For the records below, give the number of lines in which "durations" appears, and add nothing else.

[Given data Boundary: Start]

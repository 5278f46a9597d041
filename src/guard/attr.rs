/*!
 * Attribute Guards
 *
 * Attribute objects are bound first and initialized by the next statement,
 * so `init` takes storage that is still uninitialized.
 */

use super::scoped::ScopeGuard;
use super::traits::Resource;
use crate::ops::{
    pthread_attr_destroy, pthread_attr_init, pthread_barrierattr_destroy,
    pthread_barrierattr_init, pthread_condattr_destroy, pthread_condattr_init,
    pthread_mutexattr_destroy, pthread_mutexattr_init, pthread_rwlockattr_destroy,
    pthread_rwlockattr_init,
};
use libc::{
    pthread_attr_t, pthread_barrierattr_t, pthread_condattr_t, pthread_mutexattr_t,
    pthread_rwlockattr_t,
};

/// Declares an attribute resource kind, its guard alias and `init`
macro_rules! attr_guard {
    ($(#[$meta:meta])* $kind:ident, $alias:ident, $raw:ty, $name:literal, $init:path, $destroy:path) => {
        $(#[$meta])*
        pub struct $kind;

        impl Resource for $kind {
            type Raw = $raw;
            const KIND: &'static str = $name;

            unsafe fn release(raw: *mut $raw) {
                if !raw.is_null() {
                    $destroy(raw);
                }
            }
        }

        pub type $alias = ScopeGuard<$kind>;

        impl ScopeGuard<$kind> {
            /// Bind `attr`, then initialize it; destroyed at scope exit
            ///
            /// # Safety
            ///
            /// `attr` must be null or point at writable storage that outlives
            /// the guard. A null `attr` binds without initializing.
            #[track_caller]
            pub unsafe fn init(attr: *mut $raw) -> Self {
                let guard = Self::bind(attr);
                if !attr.is_null() {
                    $init(attr);
                }
                guard
            }
        }
    };
}

attr_guard!(
    /// `pthread_attr_t`
    ThreadAttr, ThreadAttrGuard, pthread_attr_t, "thread_attr",
    pthread_attr_init, pthread_attr_destroy
);
attr_guard!(
    /// `pthread_mutexattr_t`
    MutexAttr, MutexAttrGuard, pthread_mutexattr_t, "mutex_attr",
    pthread_mutexattr_init, pthread_mutexattr_destroy
);
attr_guard!(
    /// `pthread_rwlockattr_t`
    RwLockAttr, RwLockAttrGuard, pthread_rwlockattr_t, "rwlock_attr",
    pthread_rwlockattr_init, pthread_rwlockattr_destroy
);
attr_guard!(
    /// `pthread_condattr_t`
    CondAttr, CondAttrGuard, pthread_condattr_t, "cond_attr",
    pthread_condattr_init, pthread_condattr_destroy
);
attr_guard!(
    /// `pthread_barrierattr_t`
    BarrierAttr, BarrierAttrGuard, pthread_barrierattr_t, "barrier_attr",
    pthread_barrierattr_init, pthread_barrierattr_destroy
);
//! Throughput benchmark for the validation pipeline, covering both the
//! cache-miss (full cryptographic path) and cache-hit cases.

#![allow(clippy::expect_used)]

use std::sync::Arc;

use criterion::{black_box, criterion_group, criterion_main, Criterion};
use jsonwebtoken::{Algorithm, DecodingKey};
use token_guard::config::IssuerConfig;
use token_guard::keys::{StaticKeyResolver, VerificationKey};
use token_guard::testing::{now_seconds, TestTokenBuilder};
use token_guard::validator::{TokenValidator, ValidatorConfig};

const SECRET: &[u8] = b"benchmark-secret";

fn build_validator() -> TokenValidator {
    let resolver = Arc::new(StaticKeyResolver::new().with_key(
        Some("test-key"),
        "HS256",
        VerificationKey::Hmac {
            algorithm: Algorithm::HS256,
            key: DecodingKey::from_secret(SECRET),
        },
    ));
    let issuer = IssuerConfig::new("https://issuer.example", resolver)
        .with_algorithms(["HS256".to_string()])
        .with_audience(["client-a".to_string()]);
    TokenValidator::new(ValidatorConfig::new(vec![issuer]))
}

fn bench_cache_miss(c: &mut Criterion) {
    let now = now_seconds();
    c.bench_function("validate_cache_miss", |b| {
        b.iter(|| {
            let validator = build_validator();
            let token = TestTokenBuilder::new()
                .with_issuer("https://issuer.example")
                .with_subject("u1")
                .with_audience("client-a")
                .with_issued_at(now)
                .with_expiry_in(now, 3600)
                .build(SECRET);
            black_box(validator.validate(&token).expect("bench token should validate"));
            validator.shutdown();
        });
    });
}

fn bench_cache_hit(c: &mut Criterion) {
    let now = now_seconds();
    let validator = build_validator();
    let token = TestTokenBuilder::new()
        .with_issuer("https://issuer.example")
        .with_subject("u1")
        .with_audience("client-a")
        .with_issued_at(now)
        .with_expiry_in(now, 3600)
        .build(SECRET);
    validator.validate(&token).expect("warm the cache");

    c.bench_function("validate_cache_hit", |b| {
        b.iter(|| black_box(validator.validate(&token).expect("cached token should validate")));
    });
    validator.shutdown();
}

criterion_group!(benches, bench_cache_miss, bench_cache_hit);
criterion_main!(benches);
//! Core bearer-token (JWT/OAuth2) validation engine.
//!
//! This crate implements the format/header/signature/claims validation
//! pipeline, an optimistic lock-free access-token cache, a key-resolution
//! trait boundary, and a striped performance monitor. It does not perform
//! HTTP transport, JWKS fetching, or framework integration — those are the
//! embedding application's concern; this crate only needs a [`keys::KeyResolver`]
//! implementation to talk to whatever key source the caller has.
//!
//! The entry point is [`validator::TokenValidator`]:
//!
//! ```no_run
//! use std::sync::Arc;
//! use token_guard::config::IssuerConfig;
//! use token_guard::keys::{KeyResolver, StaticKeyResolver, VerificationKey};
//! use token_guard::validator::{TokenValidator, ValidatorConfig};
//!
//! # fn resolver() -> Arc<dyn KeyResolver> { Arc::new(StaticKeyResolver::new()) }
//! let issuer = IssuerConfig::new("https://issuer.example", resolver())
//!     .with_algorithms(["RS256".to_string()]);
//! let validator = TokenValidator::new(ValidatorConfig::new(vec![issuer]));
//! let result = validator.validate("eyJhbGciOi...");
//! ```

pub mod cache;
pub mod claims;
pub mod config;
pub mod error;
pub mod keys;
pub mod monitor;
pub mod parser;
pub mod pipeline;
pub mod validator;

#[cfg(feature = "test-support")]
pub mod testing;

pub use claims::AccessTokenContent;
pub use config::{AccessTokenCacheConfig, IssuerConfig, MonitorConfig, ParserConfig};
pub use error::{EventType, SecurityEventCounter, SecurityEventCounterSnapshot, ValidationError};
pub use keys::{KeyResolver, ResolutionError, StaticKeyResolver, VerificationKey};
pub use monitor::{MeasurementType, Statistics, ValidatorMonitor};
pub use validator::{TokenValidator, ValidatorConfig};
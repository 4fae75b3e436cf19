//! Wait-free performance probes woven through the pipeline.
//!
//! Each [`MeasurementType`] gets its own striped ring buffer: writers pick a
//! stripe and `fetch_add` its cursor, so concurrent writers to different
//! stripes never contend and writers never block readers. `disabled()`
//! swaps in a variant that skips every write, modeled on the teacher's
//! habit of dispatching on a fixed enum (`VerificationKey`'s family enum,
//! the pipeline's own stage enum) rather than reaching for a trait object
//! on a hot path.

use std::sync::atomic::{AtomicU64, AtomicUsize, Ordering};
use std::time::Instant;

/// The closed set of pipeline stages this crate measures.
#[derive(Debug, Clone, Copy, PartialEq, Eq, Hash)]
pub enum MeasurementType {
    TokenParsing,
    HeaderValidation,
    SignatureValidation,
    ClaimsValidation,
    CacheLookup,
    CacheStore,
    KeyResolution,
    CompleteValidation,
}

impl MeasurementType {
    const ALL: &'static [MeasurementType] = &[
        Self::TokenParsing,
        Self::HeaderValidation,
        Self::SignatureValidation,
        Self::ClaimsValidation,
        Self::CacheLookup,
        Self::CacheStore,
        Self::KeyResolution,
        Self::CompleteValidation,
    ];

    fn index(self) -> usize {
        Self::ALL.iter().position(|t| *t == self).unwrap_or(0)
    }
}

const STRIPE_COUNT: usize = 8;

struct Stripe {
    samples: Box<[AtomicU64]>,
    cursor: AtomicUsize,
    filled: AtomicUsize,
}

impl Stripe {
    fn new(capacity: usize) -> Self {
        Self {
            samples: (0..capacity).map(|_| AtomicU64::new(0)).collect(),
            cursor: AtomicUsize::new(0),
            filled: AtomicUsize::new(0),
        }
    }

    fn record(&self, nanos: u64) {
        let len = self.samples.len();
        if len == 0 {
            return;
        }
        let slot = self.cursor.fetch_add(1, Ordering::Relaxed) % len;
        if let Some(cell) = self.samples.get(slot) {
            cell.store(nanos, Ordering::Relaxed);
        }
        let filled = self.filled.load(Ordering::Relaxed);
        if filled < len {
            self.filled.fetch_add(1, Ordering::Relaxed);
        }
    }

    fn snapshot(&self, out: &mut Vec<u64>) {
        let filled = self.filled.load(Ordering::Relaxed).min(self.samples.len());
        out.extend(self.samples.iter().take(filled).map(|c| c.load(Ordering::Relaxed)));
    }
}

/// count, p50, p95, p99 (all durations in nanoseconds).
#[derive(Debug, Clone, Copy, Default, PartialEq, Eq)]
pub struct Statistics {
    pub count: usize,
    pub p50_nanos: u64,
    pub p95_nanos: u64,
    pub p99_nanos: u64,
}

fn percentile(sorted: &[u64], pct: f64) -> u64 {
    if sorted.is_empty() {
        return 0;
    }
    let rank = ((sorted.len() as f64 - 1.0) * pct).round() as usize;
    let rank = rank.min(sorted.len().saturating_sub(1));
    sorted.get(rank).copied().unwrap_or(0)
}

/// A stack-allocated handle from [`ValidatorMonitor::start`]. Dropping or
/// simply not calling [`Ticker::stop_and_record`] is not an error — it
/// just records nothing, matching the "un-stopped ticker" contract.
pub struct Ticker<'a> {
    monitor: &'a ValidatorMonitor,
    measurement: MeasurementType,
    started_at: Option<Instant>,
}

impl Ticker<'_> {
    pub fn stop_and_record(self) {
        if let (ValidatorMonitor::Enabled(inner), Some(start)) = (self.monitor, self.started_at) {
            let nanos = u64::try_from(start.elapsed().as_nanos()).unwrap_or(u64::MAX);
            inner.record(self.measurement, nanos);
        }
    }
}

/// Performance probe. The `Enabled` variant does real bookkeeping; the
/// `Disabled` variant is a no-op whose write path the compiler can inline
/// away entirely, since `start` never even reads an `Instant` on that path.
pub enum ValidatorMonitor {
    Enabled(EnabledMonitor),
    Disabled,
}

/// Per-measurement striped ring buffers.
pub struct EnabledMonitor {
    stripes: Vec<Vec<Stripe>>,
    /// One round-robin cursor per measurement type, used only to spread
    /// writes across stripes; never read for timing data.
    stripe_picker: Vec<AtomicUsize>,
}

impl EnabledMonitor {
    fn new(window_size: usize) -> Self {
        let per_stripe = (window_size / STRIPE_COUNT).max(1);
        let stripes = MeasurementType::ALL
            .iter()
            .map(|_| (0..STRIPE_COUNT).map(|_| Stripe::new(per_stripe)).collect())
            .collect();
        let stripe_picker = MeasurementType::ALL.iter().map(|_| AtomicUsize::new(0)).collect();
        Self { stripes, stripe_picker }
    }

    fn record(&self, measurement: MeasurementType, nanos: u64) {
        let idx = measurement.index();
        let Some(stripes) = self.stripes.get(idx) else {
            return;
        };
        let Some(picker) = self.stripe_picker.get(idx) else {
            return;
        };
        let stripe_idx = picker.fetch_add(1, Ordering::Relaxed) % STRIPE_COUNT.max(1);
        if let Some(stripe) = stripes.get(stripe_idx) {
            stripe.record(nanos);
        }
    }

    fn statistics(&self, measurement: MeasurementType) -> Statistics {
        let Some(stripes) = self.stripes.get(measurement.index()) else {
            return Statistics::default();
        };
        let mut samples = Vec::new();
        for stripe in stripes {
            stripe.snapshot(&mut samples);
        }
        samples.sort_unstable();
        Statistics {
            count: samples.len(),
            p50_nanos: percentile(&samples, 0.50),
            p95_nanos: percentile(&samples, 0.95),
            p99_nanos: percentile(&samples, 0.99),
        }
    }
}

impl ValidatorMonitor {
    #[must_use]
    pub fn new(window_size: usize) -> Self {
        Self::Enabled(EnabledMonitor::new(window_size))
    }

    #[must_use]
    pub fn disabled() -> Self {
        Self::Disabled
    }

    #[must_use]
    pub fn from_config(config: &crate::config::MonitorConfig) -> Self {
        if config.enabled {
            Self::new(config.window_size)
        } else {
            Self::Disabled
        }
    }

    /// Starts timing `measurement`. On the disabled path this does not
    /// even read the clock.
    #[must_use]
    pub fn start(&self, measurement: MeasurementType) -> Ticker<'_> {
        let started_at = match self {
            Self::Enabled(_) => Some(Instant::now()),
            Self::Disabled => None,
        };
        Ticker {
            monitor: self,
            measurement,
            started_at,
        }
    }

    #[must_use]
    pub fn statistics(&self, measurement: MeasurementType) -> Statistics {
        match self {
            Self::Enabled(inner) => inner.statistics(measurement),
            Self::Disabled => Statistics::default(),
        }
    }
}

#[cfg(test)]
#[allow(clippy::unwrap_used, clippy::expect_used)]
mod tests {
    use super::*;

    #[test]
    fn disabled_monitor_reports_zero_counts() {
        let monitor = ValidatorMonitor::disabled();
        let ticker = monitor.start(MeasurementType::TokenParsing);
        ticker.stop_and_record();
        let stats = monitor.statistics(MeasurementType::TokenParsing);
        assert_eq!(stats.count, 0);
    }

    #[test]
    fn enabled_monitor_records_a_sample() {
        let monitor = ValidatorMonitor::new(800);
        let ticker = monitor.start(MeasurementType::CacheLookup);
        std::thread::sleep(std::time::Duration::from_micros(10));
        ticker.stop_and_record();

        let stats = monitor.statistics(MeasurementType::CacheLookup);
        assert_eq!(stats.count, 1);
        assert!(stats.p50_nanos > 0);
    }

    #[test]
    fn percentiles_are_monotonic_under_load() {
        let monitor = ValidatorMonitor::new(8000);
        for i in 0..500u64 {
            let ticker = monitor.start(MeasurementType::ClaimsValidation);
            // Synthesize varied durations without sleeping 500 times.
            if let ValidatorMonitor::Enabled(inner) = &monitor {
                inner.record(MeasurementType::ClaimsValidation, i * 1000);
            }
            ticker.stop_and_record();
        }
        let stats = monitor.statistics(MeasurementType::ClaimsValidation);
        assert!(stats.p50_nanos <= stats.p95_nanos);
        assert!(stats.p95_nanos <= stats.p99_nanos);
    }

    #[test]
    fn unstopped_ticker_records_nothing() {
        let monitor = ValidatorMonitor::new(80);
        {
            let _ticker = monitor.start(MeasurementType::KeyResolution);
            // dropped without calling stop_and_record
        }
        let stats = monitor.statistics(MeasurementType::KeyResolution);
        assert_eq!(stats.count, 0);
    }
}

[Given data Boundary: End]

■ **Task output**: 2